New Best Practice(s)?

Here are some of the highlights of the article, sorted here by what I feel is most important for you to read:

  • PVS and Memory Buffers. Yes, yes, for the love of all that is holy, yes. I haven’t yet deployed for validated the Write Cache features now in MCS, but I can tell you from experience that XenApp with 2-4 GB of RAM cache with failover to disk has been giving roughly 20-30% faster logons and overall better experience for most of my customers.
  • Protocols (as in HDX). One of my primary frustrations for quite some time now is that Citrix XenDesktop ships by default with a protocol that has a good experience on LAN but tends to be problematic at distance. H.264 is great for video, but frankly I hate it everywhere else. I think it almost singlehandedly ruined things for Citrix since PCoIP can perform better than this hog (my opinion). Thinwire and even the legacy encoder, however- actually deliver on the promises and need to be investigated in nearly every single use case I see. So I agree with Nick- use the policy templates included with 7.6 u3 and above (including LTSR) as a starting point. Odds are good you won’t be disappointed. When I say ‘use’ here what I mean is remember that you can apply these codecs on a per user basis, connection basis or even per delivery group- meaning filters are your friend! It is perfectly acceptable to have multiple codecs going for various use cases. One size nearly NEVER fits all, so test these out!
  • vSphere Cluster Sizing. Number 3 on my list right now. You need a dedicated resource cluster for Enterprise workloads- but honestly- for XenApp workloads, consider more hosts per cluster. You should be using bigger VMs anyway, so the number of managed VMs is about the same- just more computing power. CCS is seeing 24+ hosts per cluster be just fine in XenApp. For XenDesktop with more than 5000 VMs- I will add here that a dedicated vCenter may save you a lot of pain… my opinion, and of course… you guessed it. TEST!
  • XenApp CPU Over-Subscription. Seriously. The “1.5x” thing needed an update so I’m glad to see some clarification here. In all things- I still encourage practical testing instead of just implementing something because “Citrix said to.”
  • PVS Ports and Threads. Those of you who know me know I bang this drum a lot- so here’s some backup for what I’m saying. The defaults are not good enough. Good design is still required!

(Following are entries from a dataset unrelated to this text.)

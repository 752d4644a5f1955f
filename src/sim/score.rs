//! Distance-based scoring

use crate::consts::{SCORE_ORIGIN_X, SCORE_STEP_PX};

/// Score for a player at horizontal position `x`
#[inline]
pub fn score_for(x: f32) -> u64 {
    ((x - SCORE_ORIGIN_X).max(0.0) / SCORE_STEP_PX).ceil() as u64
}
//! Segment library
//!
//! A level is authored as a single tile map with one layer per segment
//! template. Each layer names the segments allowed to follow it through a
//! comma-separated string property, which turns the layers into a directed
//! graph that the sequencer walks.

use std::collections::BTreeMap;

use serde::Deserialize;
use thiserror::Error;

use crate::consts::{EMPTY_TILE, OPENING_KEY, TILED_GID_MASK};

/// Reasons a level definition is rejected at load time
#[derive(Debug, Error)]
pub enum LevelError {
    #[error("failed to parse level definition: {0}")]
    Parse(#[from] serde_json::Error),
    #[error("level definition has no tile layers")]
    NoSegments,
    #[error("segment `{0}` is defined more than once")]
    DuplicateSegment(String),
    #[error("segment `{segment}` has {actual} tiles, expected {expected}")]
    GridSize {
        segment: String,
        expected: usize,
        actual: usize,
    },
    #[error("segment `{0}` has no successor property")]
    MissingSuccessors(String),
    #[error("segment `{0}` lists no successors")]
    EmptySuccessors(String),
    #[error("segment `{segment}` references unknown successor `{successor}`")]
    UnknownSuccessor { segment: String, successor: String },
    #[error("level has no `start` segment for the opening run")]
    MissingOpening,
    #[error("segment `{segment}` is {actual} tiles wide, runs place segments every {expected}")]
    SegmentWidth {
        segment: String,
        expected: usize,
        actual: usize,
    },
}

/// An immutable segment blueprint
#[derive(Debug, Clone, PartialEq)]
pub struct SegmentTemplate {
    pub key: String,
    /// Tile indices, row-major (`tiles[row][col]`)
    pub tiles: Vec<Vec<i32>>,
    /// Keys that may follow this segment, in authored order
    pub successors: Vec<String>,
}

impl SegmentTemplate {
    pub fn new(key: impl Into<String>, tiles: Vec<Vec<i32>>, successors: Vec<String>) -> Self {
        Self {
            key: key.into(),
            tiles,
            successors,
        }
    }

    pub fn rows(&self) -> usize {
        self.tiles.len()
    }

    pub fn cols(&self) -> usize {
        self.tiles.first().map(Vec::len).unwrap_or(0)
    }
}

/// All segment templates of a level, keyed by name
#[derive(Debug, Clone)]
pub struct SegmentLibrary {
    templates: BTreeMap<String, SegmentTemplate>,
}

/// Tiled-style map document (only the parts we read)
#[derive(Debug, Deserialize)]
struct MapDocument {
    #[serde(default)]
    layers: Vec<LayerDocument>,
}

#[derive(Debug, Deserialize)]
struct LayerDocument {
    name: String,
    #[serde(rename = "type", default = "tile_layer_type")]
    kind: String,
    #[serde(default)]
    width: usize,
    #[serde(default)]
    height: usize,
    #[serde(default)]
    data: Vec<u32>,
    #[serde(default)]
    properties: Vec<PropertyDocument>,
}

#[derive(Debug, Deserialize)]
struct PropertyDocument {
    name: String,
    #[serde(default)]
    value: serde_json::Value,
}

fn tile_layer_type() -> String {
    "tilelayer".to_string()
}

/// Split a successor property value into trimmed keys
pub fn parse_successors(value: &str) -> Vec<String> {
    value
        .split(',')
        .map(str::trim)
        .filter(|key| !key.is_empty())
        .map(str::to_string)
        .collect()
}

impl SegmentLibrary {
    /// Parse a level definition
    ///
    /// `successor_properties` lists the accepted property names for the
    /// successor list (matched case-insensitively, first hit wins).
    pub fn load(json: &str, successor_properties: &[String]) -> Result<Self, LevelError> {
        let document: MapDocument = serde_json::from_str(json)?;
        let mut templates = BTreeMap::new();

        for layer in document.layers.into_iter().filter(|l| l.kind == "tilelayer") {
            let expected = layer.width * layer.height;
            if layer.data.len() != expected {
                return Err(LevelError::GridSize {
                    segment: layer.name,
                    expected,
                    actual: layer.data.len(),
                });
            }

            let raw = successor_properties
                .iter()
                .find_map(|wanted| {
                    layer
                        .properties
                        .iter()
                        .find(|p| p.name.eq_ignore_ascii_case(wanted))
                })
                .and_then(|p| p.value.as_str())
                .ok_or_else(|| LevelError::MissingSuccessors(layer.name.clone()))?;
            let successors = parse_successors(raw);
            if successors.is_empty() {
                return Err(LevelError::EmptySuccessors(layer.name));
            }

            // Tiled gid 0 means "no tile"
            let tiles = if layer.width == 0 {
                Vec::new()
            } else {
                layer
                    .data
                    .chunks(layer.width)
                    .map(|row| {
                        row.iter()
                            .map(|&gid| match gid & TILED_GID_MASK {
                                0 => EMPTY_TILE,
                                index => index as i32,
                            })
                            .collect()
                    })
                    .collect()
            };

            let template = SegmentTemplate::new(layer.name.clone(), tiles, successors);
            if templates.insert(layer.name.clone(), template).is_some() {
                return Err(LevelError::DuplicateSegment(layer.name));
            }
        }

        let library = Self::from_templates(templates.into_values())?;
        if library.get(OPENING_KEY).is_none() {
            return Err(LevelError::MissingOpening);
        }
        log::info!("Loaded level with {} segments", library.len());
        Ok(library)
    }

    /// Build a library from already-constructed templates
    ///
    /// Successor references are checked; empty successor lists are allowed
    /// here and surface when the sequencer first walks into them.
    pub fn from_templates(
        templates: impl IntoIterator<Item = SegmentTemplate>,
    ) -> Result<Self, LevelError> {
        let mut map = BTreeMap::new();
        for template in templates {
            let key = template.key.clone();
            if map.insert(key.clone(), template).is_some() {
                return Err(LevelError::DuplicateSegment(key));
            }
        }
        if map.is_empty() {
            return Err(LevelError::NoSegments);
        }

        for template in map.values() {
            if let Some(missing) = template.successors.iter().find(|s| !map.contains_key(*s)) {
                return Err(LevelError::UnknownSuccessor {
                    segment: template.key.clone(),
                    successor: missing.clone(),
                });
            }
        }

        Ok(Self { templates: map })
    }

    /// Every template must be exactly `width_tiles` wide, since the window
    /// places segments at a fixed stride
    pub fn check_width(&self, width_tiles: usize) -> Result<(), LevelError> {
        match self.templates.values().find(|t| t.cols() != width_tiles) {
            Some(template) => Err(LevelError::SegmentWidth {
                segment: template.key.clone(),
                expected: width_tiles,
                actual: template.cols(),
            }),
            None => Ok(()),
        }
    }

    pub fn get(&self, key: &str) -> Option<&SegmentTemplate> {
        self.templates.get(key)
    }

    /// Template keys in sorted order (stable for seeded selection)
    pub fn keys(&self) -> impl Iterator<Item = &str> {
        self.templates.keys().map(String::as_str)
    }

    pub fn len(&self) -> usize {
        self.templates.len()
    }

    pub fn is_empty(&self) -> bool {
        self.templates.is_empty()
    }
}
//! Run session (scene layer)
//!
//! Owns what outlives a single run: the loaded library, tuning and settings
//! (which carry the high score). Restarting throws the run away and builds a
//! new one with the next seed, either on the restart input or, with
//! auto-restart on, as soon as the core asks for it.

use std::sync::Arc;

use crate::audio::{self, SoundCue};
use crate::settings::Settings;
use crate::sim::{GameEvent, GamePhase, GameState, RunError, SegmentLibrary, TickInput, tick};
use crate::tuning::RunConfig;

pub struct RunSession {
    library: Arc<SegmentLibrary>,
    config: RunConfig,
    pub settings: Settings,
    state: GameState,
    base_seed: u64,
    runs: u64,
    restart_held: bool,
    auto_restart: bool,
}

impl RunSession {
    pub fn new(
        library: SegmentLibrary,
        config: RunConfig,
        settings: Settings,
        seed: u64,
    ) -> Result<Self, RunError> {
        let library = Arc::new(library);
        let state = GameState::new(Arc::clone(&library), config.clone(), seed)?;
        Ok(Self {
            library,
            config,
            settings,
            state,
            base_seed: seed,
            runs: 1,
            restart_held: false,
            auto_restart: false,
        })
    }

    /// Restart on the tick after a death instead of waiting for input
    pub fn set_auto_restart(&mut self, enabled: bool) {
        self.auto_restart = enabled;
    }

    pub fn state(&self) -> &GameState {
        &self.state
    }

    /// Mutable access for hosts that correct state directly (tests, tools)
    pub fn state_mut(&mut self) -> &mut GameState {
        &mut self.state
    }

    pub fn config(&self) -> &RunConfig {
        &self.config
    }

    /// Best recorded score, including earlier sessions
    pub fn best_score(&self) -> u64 {
        self.settings.highscore.unwrap_or(0)
    }

    /// Number of runs started, including the current one
    pub fn runs(&self) -> u64 {
        self.runs
    }

    /// A dead run is waiting for the player to restart
    pub fn awaiting_restart(&self) -> bool {
        self.state.phase == GamePhase::GameOver
    }

    /// Throw the current run away and start the next one
    pub fn restart(&mut self) -> Result<(), RunError> {
        let seed = self.base_seed.wrapping_add(self.runs);
        self.state = GameState::new(Arc::clone(&self.library), self.config.clone(), seed)?;
        self.runs += 1;
        log::info!("Restarted (run {}, seed {})", self.runs, seed);
        Ok(())
    }

    /// Tick the current run and return the sounds it produced
    pub fn advance(&mut self, input: &TickInput, dt: f32) -> Result<Vec<SoundCue>, RunError> {
        let restart_pressed = input.restart && !self.restart_held;
        self.restart_held = input.restart;
        let restart_requested = self.auto_restart
            && self.state.events.contains(&GameEvent::RestartRequested);
        if restart_pressed || restart_requested {
            self.restart()?;
            return Ok(Vec::new());
        }

        tick(&mut self.state, input, dt)?;

        if let Some(score) = self.state.events.iter().find_map(|e| match e {
            GameEvent::Died { score } => Some(*score),
            _ => None,
        }) {
            if self.settings.record_score(score) {
                log::info!("New best score: {}", score);
            }
        }

        Ok(audio::cues_for(&self.state.events, &self.settings))
    }
}

#[cfg(test)]
mod tests {
    use super::*;
    use crate::sim::SegmentTemplate;
    use glam::Vec2;

    fn library() -> SegmentLibrary {
        let mut tiles = vec![vec![-1; 5]; 17];
        tiles[15] = vec![2; 5];
        tiles[16] = vec![2; 5];
        SegmentLibrary::from_templates([
            SegmentTemplate::new("start", tiles.clone(), vec!["a".to_string()]),
            SegmentTemplate::new("a", tiles, vec!["a".to_string(), "start".to_string()]),
        ])
        .unwrap()
    }

    fn session() -> RunSession {
        RunSession::new(library(), RunConfig::default(), Settings::default(), 10).unwrap()
    }

    fn kill(session: &mut RunSession, x: f32) -> Vec<SoundCue> {
        session.state_mut().player.position = Vec2::new(x, 281.0);
        session.advance(&TickInput::default(), 1.0 / 60.0).unwrap()
    }

    #[test]
    fn test_death_records_best_and_waits() {
        let mut session = session();
        let cues = kill(&mut session, 720.0);
        // Drop-ins scheduled on the same tick come first
        assert_eq!(cues.last(), Some(&SoundCue::Death));
        assert!(session.awaiting_restart());
        assert_eq!(session.best_score(), 3);

        // Nothing happens until restart
        let cues = session.advance(&TickInput::default(), 1.0 / 60.0).unwrap();
        assert!(cues.is_empty());
        assert!(session.awaiting_restart());
    }

    #[test]
    fn test_restart_starts_fresh_run_with_next_seed() {
        let mut session = session();
        kill(&mut session, 720.0);

        let restart = TickInput {
            restart: true,
            ..Default::default()
        };
        session.advance(&restart, 1.0 / 60.0).unwrap();
        assert_eq!(session.runs(), 2);
        assert_eq!(session.state().seed, 11);
        assert_eq!(session.state().phase, GamePhase::Playing);
        assert_eq!(session.state().score, 0);

        // Holding restart does not loop
        session.advance(&restart, 1.0 / 60.0).unwrap();
        assert_eq!(session.runs(), 2);
    }

    #[test]
    fn test_best_score_keeps_maximum() {
        let mut session = session();
        kill(&mut session, 720.0);
        session.restart().unwrap();
        kill(&mut session, 500.0);
        assert_eq!(session.best_score(), 3);
    }

    #[test]
    fn test_best_score_starts_from_settings() {
        let settings = Settings {
            highscore: Some(9),
            ..Settings::default()
        };
        let mut session = RunSession::new(library(), RunConfig::default(), settings, 10).unwrap();
        assert_eq!(session.best_score(), 9);
        kill(&mut session, 720.0);
        assert_eq!(session.best_score(), 9);
    }

    #[test]
    fn test_auto_restart_follows_death() {
        let mut session = session();
        session.set_auto_restart(true);
        kill(&mut session, 720.0);
        // The death frame is still visible to the host
        assert!(session.awaiting_restart());
        assert!(session.state().events.contains(&GameEvent::RestartRequested));

        session.advance(&TickInput::default(), 1.0 / 60.0).unwrap();
        assert_eq!(session.runs(), 2);
        assert_eq!(session.state().phase, GamePhase::Playing);
        assert_eq!(session.best_score(), 3);
    }

    #[test]
    fn test_muted_session_is_silent() {
        let mut session = session();
        session.settings.toggle_sfx();
        assert!(kill(&mut session, 720.0).is_empty());
    }
}
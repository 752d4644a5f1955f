//! Laser Runner - An endless tile-segment runner
//!
//! Core modules:
//! - `sim`: Deterministic simulation (segment streaming, player, laser, ramp)
//! - `tuning`: Data-driven game balance
//! - `frame`: Per-frame snapshot handed to the rendering/physics host
//! - `session`: Scene layer (restart, best score, sound cues)
//! - `settings`: Player preferences (mute flags, high score)

pub mod audio;
pub mod frame;
pub mod session;
pub mod settings;
pub mod sim;
pub mod tuning;

pub use session::RunSession;
pub use settings::Settings;
pub use tuning::RunConfig;

/// Game configuration constants
pub mod consts {
    /// Tile dimensions in pixels
    pub const TILE_WIDTH: f32 = 16.0;
    pub const TILE_HEIGHT: f32 = 16.0;

    /// Tile index for "no tile" (no collision, nothing drawn)
    pub const EMPTY_TILE: i32 = -1;
    /// Tiled stores flip/rotate flags in the top three gid bits
    pub const TILED_GID_MASK: u32 = 0x1FFF_FFFF;

    /// Vertical offset a segment spawns at before dropping into place
    pub const ENTRANCE_OFFSET_Y: f32 = -280.0;
    /// Drop-in tween duration (ms, before time scaling)
    pub const DROP_TWEEN_MS: f32 = 500.0;
    /// Gradient hint fade, started alongside the drop
    pub const GRADIENT_FADE_MS: f32 = 600.0;
    pub const GRADIENT_FADE_DELAY_MS: f32 = 400.0;

    /// Player sprite half extent (sprite is 16x16, origin centered)
    pub const PLAYER_HALF_SIZE: f32 = 8.0;

    /// Score starts counting once the player passes this x
    pub const SCORE_ORIGIN_X: f32 = 480.0;
    /// Pixels per score point
    pub const SCORE_STEP_PX: f32 = 80.0;

    /// Reserved template key for the fixed opening run
    pub const OPENING_KEY: &str = "start";
}
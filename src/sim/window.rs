//! Streaming window
//!
//! The world is an endless strip of segments, but only a fixed number of
//! them exist at any time. Each tick the window forgets what scrolled out
//! behind the camera and builds new segments ahead of the player.

use std::collections::VecDeque;

use rand::Rng;
use serde::{Deserialize, Serialize};

use super::hazard::{HazardMarker, TileBounds, attach_hazards, strip_hazards};
use super::library::{SegmentLibrary, SegmentTemplate};
use super::sequencer::{SequenceError, next_key};
use crate::consts::*;
use crate::tuning::RunConfig;

/// Stable identity of a streamed segment
#[derive(Debug, Clone, Copy, PartialEq, Eq, Hash, PartialOrd, Ord, Serialize, Deserialize)]
pub struct SegmentId(pub u64);

/// A positioned copy of a segment template
#[derive(Debug, Clone, Serialize, Deserialize)]
pub struct SegmentInstance {
    pub id: SegmentId,
    pub source_key: String,
    /// Left edge in world space
    pub world_x: f32,
    /// Current vertical offset: `ENTRANCE_OFFSET_Y` until the drop is scheduled
    pub y: f32,
    pub width_px: f32,
    pub height_px: f32,
    /// Own copy of the tiles (hazard rolls edit it)
    pub tiles: Vec<Vec<i32>>,
    pub animation_started: bool,
    /// Part of the fixed opening run
    pub opening: bool,
    pub hazards: Vec<HazardMarker>,
}

impl SegmentInstance {
    fn from_template(id: SegmentId, template: &SegmentTemplate, world_x: f32, opening: bool) -> Self {
        let width_px = template.cols() as f32 * TILE_WIDTH;
        let height_px = template.rows() as f32 * TILE_HEIGHT;
        Self {
            id,
            source_key: template.key.clone(),
            world_x,
            y: if opening { 0.0 } else { ENTRANCE_OFFSET_Y },
            width_px,
            height_px,
            tiles: template.tiles.clone(),
            animation_started: opening,
            opening,
            hazards: Vec::new(),
        }
    }

    pub fn right_edge(&self) -> f32 {
        self.world_x + self.width_px
    }

    /// World bounds of a tile once the segment has landed
    pub fn tile_bounds(&self, col: usize, row: usize) -> TileBounds {
        let left = self.world_x + col as f32 * TILE_WIDTH;
        let top = row as f32 * TILE_HEIGHT;
        TileBounds {
            left,
            top,
            right: left + TILE_WIDTH,
            bottom: top + TILE_HEIGHT,
        }
    }

    /// Tile under a world point, if the point lies on this segment
    pub fn tile_at(&self, x: f32, y: f32) -> Option<i32> {
        let local_x = x - self.world_x;
        let local_y = y - self.y;
        if local_x < 0.0 || local_y < 0.0 {
            return None;
        }
        let col = (local_x / TILE_WIDTH) as usize;
        let row = (local_y / TILE_HEIGHT) as usize;
        self.tiles.get(row)?.get(col).copied()
    }

    #[cfg(test)]
    pub(crate) fn for_test(key: &str, tiles: Vec<Vec<i32>>, world_x: f32) -> Self {
        let template = SegmentTemplate::new(key, tiles, Vec::new());
        Self::from_template(SegmentId(0), &template, world_x, false)
    }
}

/// Decorative color hint shown where a segment will land
#[derive(Debug, Clone, Serialize, Deserialize)]
pub struct GradientMarker {
    pub segment: SegmentId,
    pub x: f32,
    pub width: f32,
    pub tint: u32,
    pub fading: bool,
}

/// Drop-in animation the host should play for a segment
#[derive(Debug, Clone, PartialEq, Serialize, Deserialize)]
pub struct DropCue {
    pub segment: SegmentId,
    pub world_x: f32,
    pub from_y: f32,
    pub duration_ms: f32,
    pub time_scale: f32,
    /// Whether a gradient hint should fade out alongside
    pub fade_gradient: bool,
}

/// Tint for a segment's gradient hint, keyed by color-named segments
pub fn gradient_tint(key: &str) -> u32 {
    match key {
        "red" => 0xff0000,
        "orange" => 0xff8000,
        "yellow" => 0xffff00,
        "purple" => 0xff0080,
        "pink" => 0xff00ff,
        "green" => 0x00ff00,
        "cyan" => 0x00ffff,
        "blue" => 0x0000ff,
        "lime" => 0x00ff80,
        _ => 0xffffff,
    }
}

/// Live segments around the player, oldest first
#[derive(Debug, Clone, Default, Serialize, Deserialize)]
pub struct StreamingWindow {
    segments: VecDeque<SegmentInstance>,
    gradients: Vec<GradientMarker>,
    next_segment_position: f32,
    last_segment_key: Option<String>,
    appended: usize,
    next_id: u64,
}

impl StreamingWindow {
    pub fn new() -> Self {
        Self::default()
    }

    pub fn segments(&self) -> impl Iterator<Item = &SegmentInstance> {
        self.segments.iter()
    }

    pub fn segments_mut(&mut self) -> impl Iterator<Item = &mut SegmentInstance> {
        self.segments.iter_mut()
    }

    pub fn gradients(&self) -> &[GradientMarker] {
        &self.gradients
    }

    pub fn len(&self) -> usize {
        self.segments.len()
    }

    pub fn is_empty(&self) -> bool {
        self.segments.is_empty()
    }

    /// Key of the most recently appended segment
    pub fn last_segment_key(&self) -> Option<&str> {
        self.last_segment_key.as_deref()
    }

    /// World x where the next segment will be placed
    pub fn next_segment_position(&self) -> f32 {
        self.next_segment_position
    }

    /// Total segments appended since the run started
    pub fn appended(&self) -> usize {
        self.appended
    }

    /// Evict, then refill
    pub fn tick<R: Rng + ?Sized>(
        &mut self,
        library: &SegmentLibrary,
        config: &RunConfig,
        rng: &mut R,
        player_x: f32,
        camera_width: f32,
    ) -> Result<(Vec<SegmentId>, Vec<SegmentId>), SequenceError> {
        let evicted = self.evict(player_x, camera_width);
        let appended = self.fill(library, config, rng, player_x)?;
        Ok((evicted, appended))
    }

    /// Remove segments (and their gradients) that ended behind the camera
    pub fn evict(&mut self, player_x: f32, camera_width: f32) -> Vec<SegmentId> {
        let camera_start = player_x - camera_width;
        let mut evicted = Vec::new();
        self.segments.retain(|segment| {
            let keep = segment.right_edge() >= camera_start;
            if !keep {
                evicted.push(segment.id);
            }
            keep
        });
        self.gradients
            .retain(|gradient| gradient.x + gradient.width >= camera_start);
        for id in &evicted {
            log::debug!("Evicted segment {}", id.0);
        }
        evicted
    }

    /// Append segments until the window is full
    pub fn fill<R: Rng + ?Sized>(
        &mut self,
        library: &SegmentLibrary,
        config: &RunConfig,
        rng: &mut R,
        player_x: f32,
    ) -> Result<Vec<SegmentId>, SequenceError> {
        let mut appended = Vec::new();
        while self.segments.len() < config.window_depth {
            appended.push(self.append(library, config, rng)?);
        }

        let lead = self.next_segment_position - player_x;
        if !appended.is_empty() && lead < config.lead_append_threshold_px {
            log::warn!(
                "Window lead {:.0}px is below {:.0}px; consider a deeper window",
                lead,
                config.lead_append_threshold_px
            );
        }
        Ok(appended)
    }

    fn append<R: Rng + ?Sized>(
        &mut self,
        library: &SegmentLibrary,
        config: &RunConfig,
        rng: &mut R,
    ) -> Result<SegmentId, SequenceError> {
        let opening = self.appended < config.opening_segments;
        let remaining = config.opening_segments.saturating_sub(self.appended);
        let key = next_key(library, self.last_segment_key.as_deref(), opening, remaining, rng)?;
        let template = library
            .get(&key)
            .ok_or_else(|| SequenceError::UnknownSegment(key.clone()))?;

        let id = SegmentId(self.next_id);
        self.next_id += 1;
        let mut instance =
            SegmentInstance::from_template(id, template, self.next_segment_position, opening);
        if opening {
            strip_hazards(&mut instance, config);
        } else {
            attach_hazards(&mut instance, config, rng);
            self.gradients.push(GradientMarker {
                segment: id,
                x: self.next_segment_position,
                width: config.segment_width_px(),
                tint: gradient_tint(&key),
                fading: false,
            });
        }

        log::debug!(
            "Appended segment {} `{}` at x={} ({} spikes)",
            id.0,
            key,
            self.next_segment_position,
            instance.hazards.len()
        );
        self.segments.push_back(instance);
        self.next_segment_position += config.segment_width_px();
        self.last_segment_key = Some(key);
        self.appended += 1;
        Ok(id)
    }

    /// Schedule drop-ins for segments the player is about to reach
    ///
    /// `tween_time_scale` comes from the difficulty ramp and is copied onto
    /// each cue.
    pub fn schedule_drops(
        &mut self,
        player_x: f32,
        tween_time_scale: f32,
        config: &RunConfig,
    ) -> Vec<DropCue> {
        let mut cues = Vec::new();
        for segment in self.segments.iter_mut() {
            if segment.animation_started || segment.world_x - player_x >= config.drop_trigger_distance_px {
                continue;
            }
            segment.animation_started = true;
            let from_y = segment.y;
            segment.y = 0.0;

            let gradient = self
                .gradients
                .iter_mut()
                .find(|g| g.segment == segment.id && !g.fading);
            let fade_gradient = gradient.is_some();
            if let Some(gradient) = gradient {
                gradient.fading = true;
            }

            log::debug!("Dropping segment {} at x={}", segment.id.0, segment.world_x);
            cues.push(DropCue {
                segment: segment.id,
                world_x: segment.world_x,
                from_y,
                duration_ms: DROP_TWEEN_MS,
                time_scale: tween_time_scale,
                fade_gradient,
            });
        }
        cues
    }

    /// Tile under a world point across the live window
    pub fn tile_at(&self, x: f32, y: f32) -> Option<i32> {
        self.segments
            .iter()
            .find(|s| s.world_x <= x && x < s.right_edge())
            .and_then(|s| s.tile_at(x, y))
    }

    /// Whether a world point is inside a colliding tile
    pub fn is_solid_at(&self, x: f32, y: f32, config: &RunConfig) -> bool {
        self.tile_at(x, y).is_some_and(|tile| config.is_solid_tile(tile))
    }
}
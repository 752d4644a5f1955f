//! Difficulty ramp and the pursuing laser
//!
//! Every ramp fire makes the player faster and lets the laser close in a
//! little more. The ramp also slows its own clock each fire, so speed-ups
//! come further apart as the run goes on.

use serde::{Deserialize, Serialize};

use super::timer::RepeatingTimer;
use crate::tuning::RunConfig;

/// The hazard chasing the player from the left
#[derive(Debug, Clone, PartialEq, Serialize, Deserialize)]
pub struct Laser {
    pub x: f32,
    pub speed: f32,
}

impl Laser {
    pub fn new(config: &RunConfig) -> Self {
        Self {
            x: config.laser_start_x,
            speed: config.laser_initial_speed,
        }
    }

    pub fn advance(&mut self, dt: f32) {
        self.x += self.speed * dt;
    }
}

/// Outcome of advancing the ramp for one frame
#[derive(Debug, Clone, Copy, Default, PartialEq)]
pub struct RampStep {
    pub fires: u32,
    pub nominal_speed: f32,
    pub laser_speed: f32,
}

#[derive(Debug, Clone, Serialize, Deserialize)]
pub struct DifficultyRamp {
    timer: RepeatingTimer,
}

impl DifficultyRamp {
    pub fn new(config: &RunConfig) -> Self {
        Self {
            timer: RepeatingTimer::new(config.speed_ramp_interval_ms),
        }
    }

    /// The ramp's own time scale (starts at 1, drifts down)
    pub fn time_scale(&self) -> f32 {
        self.timer.time_scale
    }

    /// Time scale applied to entrance tweens
    pub fn tween_time_scale(&self) -> f32 {
        1.0 + (1.0 - self.timer.time_scale)
    }

    /// Advance the ramp clock and apply every fire to the speeds
    pub fn advance(
        &mut self,
        dt_ms: f32,
        nominal_speed: &mut f32,
        laser: &mut Laser,
        config: &RunConfig,
    ) -> RampStep {
        let fires = self.timer.advance(dt_ms);
        for _ in 0..fires {
            self.fire(nominal_speed, laser, config);
        }
        RampStep {
            fires,
            nominal_speed: *nominal_speed,
            laser_speed: laser.speed,
        }
    }

    /// A single ramp fire
    pub fn fire(&mut self, nominal_speed: &mut f32, laser: &mut Laser, config: &RunConfig) {
        if *nominal_speed < config.max_speed {
            *nominal_speed = (*nominal_speed + config.speed_step).min(config.max_speed);
            self.timer.time_scale *= 1.0 + config.speed_ramp_time_scale_decay;
        }

        let laser_cap = *nominal_speed - config.laser_speed_gap;
        if laser.speed < laser_cap {
            laser.speed = (laser.speed + 2.0 * config.speed_step).min(laser_cap);
        }

        log::debug!(
            "Ramp: player {:.1}, laser {:.1}, time scale {:.3}",
            nominal_speed,
            laser.speed,
            self.timer.time_scale
        );
    }
}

  • Farm Design. You’re probably like me and are coming along kicking and screaming from XenApp 6.5, which most would agree has been the “Windows XP” of the Citrix world. It just hasn’t been this good yet, and I still feel 7.9 doesn’t have true feature parity… but as Nick describes, they are getting there. As always… TEST, TEST and then TEST some more before you implement zones with FMA!!!!
  • XenMobile Optimizations. I guess we have to talk about it. XenMobile is here to stay, so best to not take the ‘out of the box’ experience there either.